Personal information
- Born: 17 November 1997 (age 28)

Sport
- Sport: Swimming

Medal record
Women's swimming
Representing Algeria
African Games
| Gold medal – first place | 2015 Brazzaville | 400 m individual medley |
| Bronze medal – third place | 2015 Brazzaville | 4×200 m freestyle relay |
| Bronze medal – third place | 2015 Brazzaville | 4×100 m mixed freestyle |
| Silver medal – second place | 2019 Rabat | 200 m butterfly |
| Silver medal – second place | 2019 Rabat | 200 m individual medley |
| Silver medal – second place | 2019 Rabat | 400 m individual medley |
| Bronze medal – third place | 2019 Rabat | 4×400 m freestyle relay |
| Bronze medal – third place | 2019 Rabat | 4×200 m freestyle relay |
| Bronze medal – third place | 2019 Rabat | 4×100 m mixed freestyle relay |
African Championships
| Gold medal – first place | 2024 Luanda | 200 m individual medley |
| Gold medal – first place | 2024 Luanda | 400 m individual medley |
| Silver medal – second place | 2022 Tunis | 100 m breaststroke |
| Silver medal – second place | 2022 Tunis | 200 m breaststroke |
| Bronze medal – third place | 2018 Algiers | 200 m breaststroke |
| Bronze medal – third place | 2024 Luanda | 200 m breaststroke |
| Bronze medal – third place | 2024 Luanda | 4×200 m freestyle relay |
| Bronze medal – third place | 2024 Luanda | 4×100 m medley relay |

= Hamida Rania Nefsi =

Algerian swimmer (born 1997)

Hamida Rania Nefsi (born 17 November 1997) is an Algerian swimmer.
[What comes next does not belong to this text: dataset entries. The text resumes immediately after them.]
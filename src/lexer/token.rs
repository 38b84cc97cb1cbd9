use std::error::Error;
use std::fmt;

use super::chars::{Chars, Location};
use super::number::{looks_numeric, parse_number, Num};

#[cfg(test)]
#[path = "token_test.rs"]
mod token_test;

/**
    Tokenizer

    Tokens which require implicit termination (identifiers, numbers,
    characters, and dot) must be terminated by a delimiter. Identifiers are
    case-sensitive; `#` markers (booleans, radix prefixes, character names)
    are not.
*/

/// A token together with the place it starts at
#[derive(Debug, PartialEq, Clone)]
pub struct Token {
    pub ty: TokenType,
    pub location: Location,
}

impl Token {
    pub fn fake(ty: TokenType) -> Token {
        Token {
            ty,
            location: Location::default(),
        }
    }
}

/// The type of a token
#[derive(Clone, PartialEq, Debug)]
pub enum TokenType {
    Identifier(String),
    Boolean(bool),
    Integer(i64),
    Float(f64),
    Character(char),
    String(String),
    OpenVector,
    OpenByteVector,
    Comma,
    CommaAt,
    /// `#;`, the following datum is ignored
    DatumComment,

    Open,
    Close,
    BackQuote,
    SingleQuote,
    Dot,
}

#[derive(Debug, Clone, PartialEq)]
pub struct TokenizerError {
    pub error: TokenErrorClass,
    pub location: Location,
}

impl fmt::Display for TokenizerError {
    fn fmt(&self, fmt: &mut fmt::Formatter) -> fmt::Result {
        let message = match self.error {
            TokenErrorClass::InvalidPound => "Invalid # syntax.",
            TokenErrorClass::InvalidCharName => "Invalid character name.",
            TokenErrorClass::UnclosedString => "Unterminated string.",
            TokenErrorClass::UnclosedComment => "Unterminated block comment.",
            TokenErrorClass::InvalidDot => "Invalid use of '.'.",
            TokenErrorClass::UnfinishedChar => "Unfinished character literal.",
            TokenErrorClass::UnexpectedCharacter => "Unexpected character.",
            TokenErrorClass::InvalidScaping => "Invalid escape sequence.",
            TokenErrorClass::BadMarker => "Invalid number prefix.",
            TokenErrorClass::BadExactness => "Number cannot be made exact.",
            TokenErrorClass::BadDigit => "Invalid digit in number.",
            TokenErrorClass::BadDecimal => "Invalid decimal number.",
            TokenErrorClass::BadSuffix => "Invalid exponent.",
            TokenErrorClass::EmptyNumber => "Missing digits in number.",
            TokenErrorClass::Overflow => "Number out of range.",
        };
        fmt.write_str(message)
    }
}

impl Error for TokenizerError {}

/// The possible errors while tokenizing the input
#[derive(Debug, Clone, Copy, PartialEq)]
pub enum TokenErrorClass {
    InvalidPound,
    InvalidCharName,
    UnclosedString,
    UnclosedComment,
    InvalidDot,
    UnfinishedChar,
    UnexpectedCharacter,
    InvalidScaping,
    BadMarker,
    BadExactness,
    BadDigit,
    BadDecimal,
    BadSuffix,
    EmptyNumber,
    Overflow,
}

macro_rules! tok_ret {
    ($value:expr, at $location:expr) => {{
        return Ok(Some(Token {
            ty: $value,
            location: $location,
        }));
    }};
}

macro_rules! ret_err {
    ($err:ident, at $location:expr) => {{
        return Err(TokenizerError {
            error: TokenErrorClass::$err,
            location: $location,
        });
    }};
}

#[inline]
fn is_delimiter(c: Option<char>) -> bool {
    match c {
        None => true,
        Some(c) => c.is_whitespace() || c == '(' || c == ')' || c == '"' || c == ';',
    }
}

// Characters that may not appear in an identifier
#[inline]
fn is_reserved(c: char) -> bool {
    match c {
        '\'' | '`' | ',' | '#' | '|' | '[' | ']' | '{' | '}' => true,
        _ => false,
    }
}

fn char_by_name(name: &str) -> Option<char> {
    let c = match &name.to_ascii_lowercase()[..] {
        "space" => ' ',
        "newline" | "linefeed" => '\n',
        "tab" => '\t',
        "return" => '\r',
        "nul" | "null" => '\0',
        "alarm" => '\u{7}',
        "backspace" => '\u{8}',
        "delete" => '\u{7f}',
        "escape" => '\u{1b}',
        _ => return None,
    };
    Some(c)
}

fn hex_char(digits: &str) -> Option<char> {
    u32::from_str_radix(digits, 16)
        .ok()
        .and_then(std::char::from_u32)
}

// Reads characters up to the next delimiter
fn read_atom(stream: &mut Chars) -> String {
    let mut atom = String::new();
    while !is_delimiter(stream.peek(0)) {
        if let Some(c) = stream.next() {
            atom.push(c);
        }
    }
    atom
}

fn skip_block_comment(stream: &mut Chars, start: Location) -> Result<(), TokenizerError> {
    let mut depth = 1;
    stream.advance(2);
    while depth > 0 {
        match (stream.next(), stream.peek(0)) {
            (None, _) => ret_err!(UnclosedComment, at start),
            (Some('|'), Some('#')) => {
                stream.advance(1);
                depth -= 1;
            }
            (Some('#'), Some('|')) => {
                stream.advance(1);
                depth += 1;
            }
            _ => {}
        }
    }
    Ok(())
}

fn read_string(stream: &mut Chars, start: Location) -> Result<String, TokenizerError> {
    let mut string_buf = String::new();
    loop {
        let escape_location = stream.location();
        match stream.next() {
            None => ret_err!(UnclosedString, at start),
            Some('"') => return Ok(string_buf),
            Some('\\') => match stream.next() {
                Some('"') => string_buf.push('"'),
                Some('\\') => string_buf.push('\\'),
                Some('n') => string_buf.push('\n'),
                Some('t') => string_buf.push('\t'),
                Some('r') => string_buf.push('\r'),
                Some('a') => string_buf.push('\u{7}'),
                Some('0') => string_buf.push('\0'),
                Some('x') | Some('X') => {
                    let mut digits = String::new();
                    while let Some(c) = stream.peek(0) {
                        if !c.is_ascii_hexdigit() {
                            break;
                        }
                        digits.push(c);
                        stream.advance(1);
                    }
                    if stream.peek(0) == Some(';') {
                        stream.advance(1);
                    }
                    match hex_char(&digits) {
                        Some(c) => string_buf.push(c),
                        None => ret_err!(InvalidScaping, at escape_location),
                    }
                }
                Some('\n') => {
                    while let Some(c) = stream.peek(0) {
                        if c != ' ' && c != '\t' {
                            break;
                        }
                        stream.advance(1);
                    }
                }
                _ => ret_err!(InvalidScaping, at escape_location),
            },
            Some(c) => string_buf.push(c),
        }
    }
}

fn read_character(stream: &mut Chars, start: Location) -> Result<char, TokenizerError> {
    // The first character is taken verbatim, even a delimiter
    let first = match stream.next() {
        Some(c) => c,
        None => ret_err!(UnfinishedChar, at start),
    };
    let mut name = first.to_string();
    name.push_str(&read_atom(stream));

    if name.chars().count() == 1 {
        return Ok(first);
    }
    if let Some(c) = char_by_name(&name) {
        return Ok(c);
    }
    if first == 'x' || first == 'X' {
        if let Some(c) = hex_char(&name[1..]) {
            return Ok(c);
        }
    }
    ret_err!(InvalidCharName, at start)
}

pub fn next_token(stream: &mut Chars) -> Result<Option<Token>, TokenizerError> {
    loop {
        let start = stream.location();
        let c = match stream.peek(0) {
            Some(c) => c,
            None => return Ok(None),
        };

        if c.is_whitespace() {
            stream.advance(1);
            continue;
        }

        match c {
            ';' => {
                while let Some(d) = stream.next() {
                    if d == '\n' {
                        break;
                    }
                }
                continue;
            }
            '(' | '[' => {
                stream.advance(1);
                tok_ret!(TokenType::Open, at start)
            }
            ')' | ']' => {
                stream.advance(1);
                tok_ret!(TokenType::Close, at start)
            }
            '`' => {
                stream.advance(1);
                tok_ret!(TokenType::BackQuote, at start)
            }
            '\'' => {
                stream.advance(1);
                tok_ret!(TokenType::SingleQuote, at start)
            }
            ',' => {
                stream.advance(1);
                if stream.peek(0) == Some('@') {
                    stream.advance(1);
                    tok_ret!(TokenType::CommaAt, at start)
                }
                tok_ret!(TokenType::Comma, at start)
            }
            '"' => {
                stream.advance(1);
                let string = read_string(stream, start)?;
                tok_ret!(TokenType::String(string), at start)
            }
            '#' => match stream.peek(1) {
                Some('|') => {
                    skip_block_comment(stream, start)?;
                    continue;
                }
                Some(';') => {
                    stream.advance(2);
                    tok_ret!(TokenType::DatumComment, at start)
                }
                Some('(') => {
                    stream.advance(2);
                    tok_ret!(TokenType::OpenVector, at start)
                }
                Some('\\') => {
                    stream.advance(2);
                    let character = read_character(stream, start)?;
                    tok_ret!(TokenType::Character(character), at start)
                }
                Some('u') | Some('U')
                    if stream.peek(2) == Some('8') && stream.peek(3) == Some('(') =>
                {
                    stream.advance(4);
                    tok_ret!(TokenType::OpenByteVector, at start)
                }
                _ => {
                    let atom = read_atom(stream);
                    match &atom.to_ascii_lowercase()[..] {
                        "#t" | "#true" => tok_ret!(TokenType::Boolean(true), at start),
                        "#f" | "#false" => tok_ret!(TokenType::Boolean(false), at start),
                        _ if looks_numeric(&atom) => return number_token(&atom, start),
                        _ => ret_err!(InvalidPound, at start),
                    }
                }
            },
            _ => {
                let atom = read_atom(stream);
                if atom == "." {
                    tok_ret!(TokenType::Dot, at start)
                }
                if looks_numeric(&atom) {
                    return number_token(&atom, start);
                }
                if atom.starts_with('.') && atom != "..." {
                    ret_err!(InvalidDot, at start)
                }
                if atom.chars().any(is_reserved) {
                    ret_err!(UnexpectedCharacter, at start)
                }
                tok_ret!(TokenType::Identifier(atom), at start)
            }
        }
    }
}

fn number_token(atom: &str, start: Location) -> Result<Option<Token>, TokenizerError> {
    match parse_number(atom) {
        Ok(Num::Integer(n)) => tok_ret!(TokenType::Integer(n), at start),
        Ok(Num::Float(f)) => tok_ret!(TokenType::Float(f), at start),
        Err(error) => Err(TokenizerError {
            error,
            location: start,
        }),
    }
}
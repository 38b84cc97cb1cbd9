use std::rc::Rc;

use super::*;
use crate::reader::read;
use crate::vm::{Invocation, Object};

struct Fixture {
    heap: Heap,
    scopes: Scopes,
}

impl Fixture {
    fn new() -> Fixture {
        let mut heap = Heap::new();
        let global = heap.alloc(Object::Invocation(Invocation {
            procedure: None,
            slots: vec![],
        }));
        let top = heap.alloc(Object::Invocation(Invocation {
            procedure: None,
            slots: vec![],
        }));
        let mut scopes = Scopes::new(global, top);
        for name in AUXILIARY.iter() {
            scopes.add_literal(GLOBAL_SCOPE, name);
        }
        Fixture { heap, scopes }
    }

    fn compile(&mut self, text: &str) -> Result<Bytecode, ScriptError> {
        let mut code = Bytecode::new();
        for datum in read(text, None).unwrap() {
            let mut compiler = Compiler::new(&mut self.scopes, &mut self.heap);
            code = compiler.compile_top_level(&datum, TOP_LEVEL_SCOPE)?;
        }
        Ok(code)
    }

    fn last_lambda(&self) -> Rc<Lambda> {
        match self.scopes.constants(TOP_LEVEL_SCOPE).iter().rev().find_map(|c| match *c {
            Constant::Lambda(ref lambda) => Some(lambda.clone()),
            _ => None,
        }) {
            Some(lambda) => lambda,
            None => panic!("no lambda compiled"),
        }
    }
}

macro_rules! compile_error {
    ($text:expr) => {{
        let mut fixture = Fixture::new();
        fixture.compile($text).unwrap_err().message().to_string()
    }};
}

#[test]
fn conditional_layout() {
    let mut fixture = Fixture::new();
    let code = fixture.compile("(if #t 1 2)").unwrap();
    assert_eq!(
        code.disassemble(),
        "0000 Constant 0\n\
         0005 ConditionalJump 10\n\
         0010 Constant 1\n\
         0015 Jump 5\n\
         0020 Constant 2\n\
         0025 Exit\n"
    );
}

#[test]
fn definitions_push_nothing() {
    let mut fixture = Fixture::new();
    let code = fixture.compile("(define x)").unwrap();
    assert_eq!(code.disassemble(), "0000 LambdaExit\n");

    let code = fixture.compile("(define y 1)").unwrap();
    assert_eq!(code.disassemble(), "0000 Constant 0\n0005 SetVariable 0 1\n0014 LambdaExit\n");
    assert!(fixture.scopes.resolve(TOP_LEVEL_SCOPE, "y").is_some());
}

#[test]
fn procedure_definitions() {
    let mut fixture = Fixture::new();
    fixture.compile("(define (loop n . rest) (loop n))").unwrap();
    let lambda = fixture.last_lambda();
    assert_eq!(lambda.name.as_ref().map(|n| &n[..]), Some("loop"));
    assert_eq!(lambda.argument_count, 1);
    assert!(lambda.rest);
    assert_eq!(lambda.slot_count, 2);

    let listing = lambda.body.disassemble();
    assert!(listing.contains("TailCall"));
    assert!(listing.ends_with("Return\n"));
}

#[test]
fn only_the_last_form_is_in_tail_position() {
    let mut fixture = Fixture::new();
    fixture.compile("(define (f g) (g) (g))").unwrap();
    let listing = fixture.last_lambda().body.disassemble();
    assert_eq!(listing.matches("TailCall").count(), 1);
    assert_eq!(listing.matches(" Call").count(), 1);
    assert_eq!(listing.matches("Pop").count(), 1);
}

#[test]
fn internal_definitions() {
    let mut fixture = Fixture::new();
    fixture
        .compile("(define (f) (define a 1) (define (g) a) (g))")
        .unwrap();
    assert_eq!(fixture.last_lambda().slot_count, 2);
}

#[test]
fn syntax_scopes_end_with_their_body() {
    let mut fixture = Fixture::new();
    assert!(fixture.compile("(let-syntax ((m (syntax-rules () ((_) 1)))) (m))").is_ok());
    assert_eq!(fixture.compile("(m)").unwrap_err().message(), "Unresolved symbol.");
}

#[test]
fn quasiquote_builds_lists_at_runtime() {
    let mut fixture = Fixture::new();
    fixture.compile("(define x 1)").unwrap();
    let listing = fixture.compile("`(1 ,x ,@x)").unwrap().disassemble();
    assert!(listing.contains("Call"));

    let listing = fixture.compile("`(1 x)").unwrap().disassemble();
    assert_eq!(listing.lines().count(), 2);
}

#[test]
fn compile_errors() {
    assert_eq!(compile_error!("(define)"), "Invalid definition.");
    assert_eq!(compile_error!("(define 1 2)"), "Invalid definition.");
    assert_eq!(compile_error!("(lambda (x))"), "Function has no body.");
    assert_eq!(compile_error!("(lambda (x) (define y 1))"), "Function has no body.");
    assert_eq!(compile_error!("(lambda (x 1) x)"), "Invalid argument.");
    assert_eq!(compile_error!("(define x 1) (if x (define y 1))"), "Definitions not allowed here.");
    assert_eq!(compile_error!("(lambda () 1 (define y 2) y)"), "Definitions not allowed here.");
    assert_eq!(compile_error!("y"), "Unresolved symbol.");
    assert_eq!(compile_error!("(set! y 1)"), "Unresolved symbol.");
    assert_eq!(compile_error!("(set! 1 1)"), "Not a variable.");
    assert_eq!(compile_error!("()"), "Invalid expression.");
    assert_eq!(compile_error!("(if)"), "Invalid expression.");
    assert_eq!(compile_error!("else"), "Invalid expression.");
    assert_eq!(compile_error!("`,@x"), "Invalid expression.");
}

#[test]
fn errors_carry_positions() {
    let mut fixture = Fixture::new();
    let error = fixture.compile("(define x 1)\n  (f x)").unwrap_err();
    assert_eq!(error.position().line(), 1);
    assert_eq!(error.position().column(), 3);
}

#[test]
fn deep_nesting_is_rejected() {
    let text = format!("{}1{}", "(".repeat(MAX_DEPTH + 10), ")".repeat(MAX_DEPTH + 10));
    assert_eq!(compile_error!(&text), "Expression too deeply nested.");
}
She represented Algeria at the 2015 African Games and at the 2019 African Games. At the 2015 African Games she won one gold medal and two bronze medals and at the 2019 African Games she won three silver medals and three bronze medals.

At the 2018 African Swimming Championships held in Algiers, Algeria, she won the bronze medal in the women's 200 metre breaststroke event.

She represented Algeria at the 2022 Mediterranean Games held in Oran, Algeria.